PROPERTY AND EQUIPMENT:
 
Property and equipment consists of the following (in thousands): 
 
 
 
December 31,
 
 
 
2015
 
 
2014
 
                 
Land and improvements
  $ 23,903     $ 23,689  
Buildings
    44,409       42,368  
Machinery and equipment
    146,704       140,578  
Equipment under capital lease
    924       6,001  
Construction in progress
    2,359       4,183  
      218,299       216,819  
Less accumulated depreciation and amortization
    (86,451 )     (84,224 )
Property and equipment, net
  $ 131,848     $ 132,595  
 
Depreciation expense, which includes amortization of capital lease assets, was $9.1 million, $13.6 million, and $13.3 million for the years ended December 31, 2015, 2014, and 2013, respectively. Accumulated amortization associated with property and equipment under capital leases was $0.3 million and $4.2 million at December 31, 2015 and 2014, respectively.
 
In conjunction with the preparation of its financial statements for the year ended December 31, 2015, the Company determined that an impairment triggering event as defined in ASC 360-10 had occurred for the Atchison asset group included within the Tubular Products segment, due to continued operating losses and plans to idle the Atchison facility in January 2016. The Company performed a recoverability test for the asset group, in which the carrying value of the asset group was compared against associated undiscounted future cash flows. This analysis determined that the undiscounted future cash flows substantially exceeded the carrying value of the asset group; thus, the carrying value of the asset group was not impaired at December 31, 2015.
 
In conjunction with the preparation of its financial statements for the quarter ended June 30, 2015, the Company determined that an impairment triggering event as defined in ASC 360-10 had occurred for the asset group included within the Water Transmission segment due to the impairment of its Water Transmission goodwill. The Company performed a recoverability test for the asset group, in which the carrying value of the asset group was compared against associated undiscounted future cash flows. This analysis determined that the undiscounted future cash flows substantially exceeded the carrying value of the asset group; thus, the carrying value of the asset group was not impaired at June 30, 2015. Subsequent to June 30, 2015, no triggering events for the Water Transmission asset group have occurred, and therefore a quantitative recoverability test for this asset group was not performed at December 31, 2015.
 
In conjunction with the preparation of its financial statements for the year ended December 31, 2014, the Company determined that an impairment triggering event as defined in ASC 360-10 had occurred for the asset groups included within the Tubular Products segment due to the impairment of its Tubular Products goodwill (see Note 5, “Goodwill and Intangible Assets”).
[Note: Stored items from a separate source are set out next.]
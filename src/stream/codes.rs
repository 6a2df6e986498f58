use std::fmt;

/// Generate an enum for a set of single-byte codes, with its
/// `from_byte`, `as_byte`, and `label` functions, and the `Display`
/// and `Serialize` implementations.
macro_rules! byte_codes {
    (
        $(#[$meta:meta])*
        $name:ident {
            $($variant:ident = $byte:literal => $label:literal,)*
        }
    ) => {
        $(#[$meta])*
        #[derive(Copy, Clone, PartialEq, Eq, Debug)]
        pub enum $name {
            $(
                #[doc = concat!("`", $label, "` (`", stringify!($byte), "`).")]
                $variant,
            )*
        }

        impl $name {
            pub fn from_byte(byte: u8) -> Option<Self> {
                match byte {
                    $($byte => Some($name::$variant),)*
                    _ => None,
                }
            }

            pub fn as_byte(self) -> u8 {
                match self {
                    $($name::$variant => $byte,)*
                }
            }

            pub fn label(self) -> &'static str {
                match self {
                    $($name::$variant => $label,)*
                }
            }
        }

        impl fmt::Display for $name {
            fn fmt(&self, f: &mut fmt::Formatter<'_>) -> fmt::Result {
                f.write_str(self.label())
            }
        }

        impl serde::Serialize for $name {
            fn serialize<S: serde::Serializer>(&self, serializer: S) -> Result<S::Ok, S::Error> {
                serializer.serialize_str(self.label())
            }
        }
    };
}

byte_codes!(
    /// Type codes for the elements of a stream.
    TypeCode {
        Null = 0x70 => "TC_NULL",
        Reference = 0x71 => "TC_REFERENCE",
        ClassDesc = 0x72 => "TC_CLASSDESC",
        Object = 0x73 => "TC_OBJECT",
        String = 0x74 => "TC_STRING",
        Array = 0x75 => "TC_ARRAY",
        Class = 0x76 => "TC_CLASS",
        BlockData = 0x77 => "TC_BLOCKDATA",
        EndBlockData = 0x78 => "TC_ENDBLOCKDATA",
        Reset = 0x79 => "TC_RESET",
        BlockDataLong = 0x7A => "TC_BLOCKDATALONG",
        Exception = 0x7B => "TC_EXCEPTION",
        LongString = 0x7C => "TC_LONGSTRING",
        ProxyClassDesc = 0x7D => "TC_PROXYCLASSDESC",
        Enum = 0x7E => "TC_ENUM",
    }
);

byte_codes!(
    /// Type of a field in a class descriptor.
    ///
    /// It is also the element type of an array, taken from the second
    /// character of the array class name (like `[B` or `[Ljava.lang.String;`).
    FieldType {
        Byte = b'B' => "byte",
        Char = b'C' => "char",
        Double = b'D' => "double",
        Float = b'F' => "float",
        Int = b'I' => "int",
        Long = b'J' => "long",
        Short = b'S' => "short",
        Boolean = b'Z' => "boolean",
        Array = b'[' => "array",
        Object = b'L' => "object",
    }
);

byte_codes!(
    /// RMI message type that can precede the stream magic.
    RmiMessage {
        Call = 0x50 => "Call",
        ReturnData = 0x51 => "ReturnData",
        Ping = 0x52 => "Ping",
        PingAck = 0x53 => "PingAck",
        DgcAck = 0x54 => "DgcAck",
    }
);

impl FieldType {
    /// `true` if values of this type are read as content elements
    /// instead of fixed-size primitives.
    pub fn is_reference(self) -> bool {
        matches!(self, FieldType::Array | FieldType::Object)
    }
}

#[test]
fn map_bytes_to_codes() {
    assert_eq!(TypeCode::from_byte(0x73), Some(TypeCode::Object));
    assert_eq!(TypeCode::from_byte(0x6F), None);
    assert_eq!(TypeCode::ProxyClassDesc.as_byte(), 0x7D);
    assert_eq!(TypeCode::BlockDataLong.to_string(), "TC_BLOCKDATALONG");

    assert_eq!(FieldType::from_byte(b'J'), Some(FieldType::Long));
    assert_eq!(FieldType::from_byte(b'X'), None);
    assert!(FieldType::Object.is_reference());
    assert!(!FieldType::Int.is_reference());

    assert_eq!(RmiMessage::from_byte(0x52), Some(RmiMessage::Ping));
    assert_eq!(RmiMessage::from_byte(0x55), None);
}
pub mod stream;

/// Stream written by `ObjectOutputStream` for a `GroupDialogStateSnapshot`
/// with three `java.time.Instant` fields.
pub fn snapshot() -> Vec<u8> {
    serdump::hex::decode(include_str!("../fixtures/snapshot.hex").trim()).unwrap()
}
//! Hexadecimal encoding of byte buffers.
//!
//! The output always uses uppercase digits, two per byte, high nibble
//! first. The decoder accepts both cases.

use std::fmt;

/// Digits indexed by nibble value.
const HEX_DIGITS: &[u8; 16] = b"0123456789ABCDEF";

/// Errors from [`decode`].
#[derive(thiserror::Error, Debug, PartialEq)]
pub enum HexError {
    #[error("Hex string has an odd length ({0}).")]
    OddLength(usize),

    #[error("Invalid hex digit {digit:?} at position {position}.")]
    InvalidDigit { position: usize, digit: char },
}

/// Encode `data` as hex string.
///
/// # Examples
///
/// ```
/// assert_eq!(serdump::hex::encode([0xAB, 0xCD]), "ABCD");
/// assert_eq!(serdump::hex::encode(b""), "");
/// ```
pub fn encode(data: impl AsRef<[u8]>) -> String {
    let data = data.as_ref();
    let mut output = String::with_capacity(data.len() * 2);

    for &byte in data {
        output.push(HEX_DIGITS[usize::from(byte >> 4)] as char);
        output.push(HEX_DIGITS[usize::from(byte & 0x0F)] as char);
    }

    output
}

/// Decode a hex string. Digits can be uppercase or lowercase.
///
/// # Examples
///
/// ```
/// assert_eq!(serdump::hex::decode("aced0005").unwrap(), [0xAC, 0xED, 0, 5]);
/// ```
pub fn decode(text: impl AsRef<[u8]>) -> Result<Vec<u8>, HexError> {
    let text = text.as_ref();

    if text.len() % 2 != 0 {
        return Err(HexError::OddLength(text.len()));
    }

    let nibble = |position: usize| {
        let digit = text[position];
        match digit {
            b'0'..=b'9' => Ok(digit - b'0'),
            b'a'..=b'f' => Ok(digit - b'a' + 10),
            b'A'..=b'F' => Ok(digit - b'A' + 10),
            _ => Err(HexError::InvalidDigit {
                position,
                digit: char::from(digit),
            }),
        }
    };

    (0..text.len())
        .step_by(2)
        .map(|i| -> Result<u8, HexError> {
            Ok((nibble(i)? << 4) | nibble(i + 1)?)
        })
        .collect()
}

/// Encode a byte buffer as hex string when it is formatted.
pub struct HexString<T>(pub T);

impl<T: AsRef<[u8]>> fmt::Display for HexString<T> {
    fn fmt(&self, f: &mut fmt::Formatter<'_>) -> fmt::Result {
        self.0
            .as_ref()
            .iter()
            .try_for_each(|byte| write!(f, "{:02X}", byte))
    }
}

impl<T: AsRef<[u8]>> fmt::Debug for HexString<T> {
    fn fmt(&self, f: &mut fmt::Formatter<'_>) -> fmt::Result {
        write!(f, "HexString({self})")
    }
}

/// Serde `serialize_with` function to serialize bytes as a hex string.
pub fn serialize<T, S>(data: T, serializer: S) -> Result<S::Ok, S::Error>
where
    T: AsRef<[u8]>,
    S: serde::Serializer,
{
    serializer.collect_str(&HexString(data))
}

#[test]
fn encode_bytes() {
    assert_eq!(encode(b"\x01\x20\xf0"), "0120F0");
    assert_eq!(encode([0u8; 0]), "");
    assert_eq!(encode([0x00]), "00");
    assert_eq!(encode([0xFF]), "FF");
    assert_eq!(encode([0x01, 0x02, 0x03, 0x04]), "01020304");
    assert_eq!(encode([0xAB, 0xCD]), "ABCD");
}

#[test]
fn encode_every_byte() {
    for byte in 0..=u8::MAX {
        let hex = encode([byte]);

        assert_eq!(hex.len(), 2);
        assert_eq!(hex, format!("{byte:02X}"));
        assert!(hex.chars().all(|c| matches!(c, '0'..='9' | 'A'..='F')));
        assert_eq!(decode(&hex).unwrap(), [byte]);
    }
}

#[test]
fn encoded_length_is_twice_the_input() {
    let data: Vec<u8> = (0..=u8::MAX).rev().cycle().take(1000).collect();

    for len in [0, 1, 2, 3, 17, 256, 999, 1000] {
        let hex = encode(&data[..len]);
        assert_eq!(hex.len(), 2 * len);
        assert_eq!(hex, HexString(&data[..len]).to_string());
        assert_eq!(decode(hex).unwrap(), &data[..len]);
    }
}

#[test]
fn decode_mixed_case() {
    assert_eq!(decode("aBcD").unwrap(), [0xAB, 0xCD]);
    assert!(decode("").unwrap().is_empty());
}

#[test]
fn reject_invalid_hex() {
    assert_eq!(decode("ABC"), Err(HexError::OddLength(3)));

    assert_eq!(
        decode("0G"),
        Err(HexError::InvalidDigit {
            position: 1,
            digit: 'G'
        })
    );

    assert_eq!(
        decode(" 0"),
        Err(HexError::InvalidDigit {
            position: 0,
            digit: ' '
        })
    );
}

#[test]
fn serialize_as_hex_string() {
    #[derive(serde::Serialize)]
    struct Block {
        #[serde(serialize_with = "serialize")]
        data: Vec<u8>,
    }

    let json = serde_json::to_string(&Block {
        data: vec![0x0D, 0xF0],
    })
    .unwrap();

    assert_eq!(json, r#"{"data":"0DF0"}"#);
}
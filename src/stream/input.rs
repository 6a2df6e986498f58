use super::ParseError;

type Result<T> = std::result::Result<T, ParseError>;

/// Cursor over the bytes of a stream. All numbers are big-endian.
pub(super) struct Input<'a> {
    data: &'a [u8],
    position: usize,
}

macro_rules! read_numbers {
    ($($name:ident -> $ty:ty,)*) => {
        $(
            pub fn $name(&mut self) -> Result<$ty> {
                Ok(<$ty>::from_be_bytes(self.read_array()?))
            }
        )*
    };
}

impl<'a> Input<'a> {
    pub fn new(data: &'a [u8]) -> Self {
        Input { data, position: 0 }
    }

    /// Offset of the next byte to read.
    pub fn position(&self) -> usize {
        self.position
    }

    pub fn remaining(&self) -> usize {
        self.data.len() - self.position
    }

    pub fn is_empty(&self) -> bool {
        self.remaining() == 0
    }

    pub fn peek(&self) -> Result<u8> {
        self.peek_opt().ok_or(ParseError::UnexpectedEof {
            offset: self.position,
        })
    }

    pub fn peek_opt(&self) -> Option<u8> {
        self.data.get(self.position).copied()
    }

    pub fn read_bytes(&mut self, len: usize) -> Result<&'a [u8]> {
        let eof = ParseError::UnexpectedEof {
            offset: self.data.len(),
        };

        if len > self.remaining() {
            return Err(eof);
        }

        let bytes = &self.data[self.position..self.position + len];
        self.position += len;
        Ok(bytes)
    }

    pub fn read_array<const N: usize>(&mut self) -> Result<[u8; N]> {
        let mut array = [0; N];
        array.copy_from_slice(self.read_bytes(N)?);
        Ok(array)
    }

    read_numbers!(
        read_u8 -> u8,
        read_i8 -> i8,
        read_u16 -> u16,
        read_i16 -> i16,
        read_u32 -> u32,
        read_i32 -> i32,
        read_u64 -> u64,
        read_i64 -> i64,
    );

    /// Read a string prefixed by its length as a `u16`.
    pub fn read_utf(&mut self) -> Result<String> {
        let len = self.read_u16()?;
        self.read_modified_utf8(usize::from(len))
    }

    /// Read `len` bytes and decode them as modified UTF-8.
    pub fn read_modified_utf8(&mut self, len: usize) -> Result<String> {
        let offset = self.position;
        let bytes = self.read_bytes(len)?;
        decode_modified_utf8(bytes).ok_or(ParseError::InvalidUtf { offset })
    }
}

/// Decode a modified UTF-8 string.
///
/// Each sequence of 1, 2 or 3 bytes is a UTF-16 code unit, so characters
/// outside the BMP are surrogate pairs. Unpaired surrogates are replaced
/// with `U+FFFD`.
fn decode_modified_utf8(bytes: &[u8]) -> Option<String> {
    fn continuation(byte: Option<&u8>) -> Option<u16> {
        let byte = *byte?;
        (byte & 0xC0 == 0x80).then_some(u16::from(byte & 0x3F))
    }

    let mut units = Vec::with_capacity(bytes.len());
    let mut bytes = bytes.iter();

    while let Some(&byte) = bytes.next() {
        let unit = match byte {
            0x00..=0x7F => u16::from(byte),

            0xC0..=0xDF => {
                let b = continuation(bytes.next())?;
                (u16::from(byte & 0x1F) << 6) | b
            }

            0xE0..=0xEF => {
                let b = continuation(bytes.next())?;
                let c = continuation(bytes.next())?;
                (u16::from(byte & 0x0F) << 12) | (b << 6) | c
            }

            _ => return None,
        };

        units.push(unit);
    }

    Some(String::from_utf16_lossy(&units))
}

#[test]
fn read_numbers() {
    let mut input = Input::new(b"\x01\xFF\xFF\x00\x00\x00\x2A\x80\x00\x00\x00\x00\x00\x00\x00");

    assert_eq!(input.read_u8().unwrap(), 1);
    assert_eq!(input.read_i16().unwrap(), -1);
    assert_eq!(input.read_u32().unwrap(), 42);
    assert_eq!(input.read_i64().unwrap(), i64::MIN);
    assert!(input.is_empty());

    assert_eq!(input.read_u8(), Err(ParseError::UnexpectedEof { offset: 15 }));
}

#[test]
fn truncated_numbers() {
    let mut input = Input::new(b"\x00\x01\x02");
    assert_eq!(input.read_u32(), Err(ParseError::UnexpectedEof { offset: 3 }));

    // A failed read does not consume anything.
    assert_eq!(input.position(), 0);
    assert_eq!(input.read_u16().unwrap(), 1);
}

#[test]
fn decode_strings() {
    assert_eq!(decode_modified_utf8(b"abc").as_deref(), Some("abc"));
    assert_eq!(decode_modified_utf8(b"").as_deref(), Some(""));

    // NUL is encoded with two bytes.
    assert_eq!(decode_modified_utf8(b"a\xC0\x80b").as_deref(), Some("a\0b"));

    assert_eq!(decode_modified_utf8(b"\xC3\xB1").as_deref(), Some("ñ"));
    assert_eq!(decode_modified_utf8(b"\xE2\x82\xAC").as_deref(), Some("€"));

    // U+1F600 as a surrogate pair.
    assert_eq!(
        decode_modified_utf8(b"\xED\xA0\xBD\xED\xB8\x80").as_deref(),
        Some("\u{1F600}")
    );

    // Unpaired surrogate.
    assert_eq!(
        decode_modified_utf8(b"\xED\xA0\xBD!").as_deref(),
        Some("\u{FFFD}!")
    );
}

#[test]
fn reject_invalid_strings() {
    assert_eq!(decode_modified_utf8(b"\xC3"), None);
    assert_eq!(decode_modified_utf8(b"\xE2\x82"), None);
    assert_eq!(decode_modified_utf8(b"\xE2\x28\xA1"), None);
    assert_eq!(decode_modified_utf8(b"\xF0\x9F\x98\x80"), None);

    let mut input = Input::new(b"\x00\x02\xFFa");
    assert_eq!(input.read_utf(), Err(ParseError::InvalidUtf { offset: 2 }));
}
The Company performed a recoverability test for each asset group, in which the carrying value of the asset group was compared against associated undiscounted future cash flows. This analysis determined that the carrying values of the asset groups were recoverable at December 31, 2014.
 
In conjunction with the preparation of its financial statements for the year ended December 31, 2013, the Company determined that an impairment triggering event as defined in ASC 360-10 had occurred for the assets located at its Bossier City, Louisiana facility due to increased competition in the OCTG market, pricing pressures from imported pipe, and growing inventory balances. This facility was included within our Tubular Products Group. The Company performed a recoverability test in which the carrying values of the asset groups were compared against the probability weighted undiscounted future cash flows of various future scenarios using Company-specific assumptions. The analysis determined that the carrying value of the asset group was not recoverable as the undiscounted cash flows were less than the carrying value of the asset group. The Company then compared the carrying value to the fair market value of the asset group. Management determined fair value using third-party appraisals, as discussed in Note 8. This analysis resulted in an impairment charge of $27.5 million, which is included in discontinued operations for 2013 as the related assets were sold as part of the sale of the OCTG business in March 2014.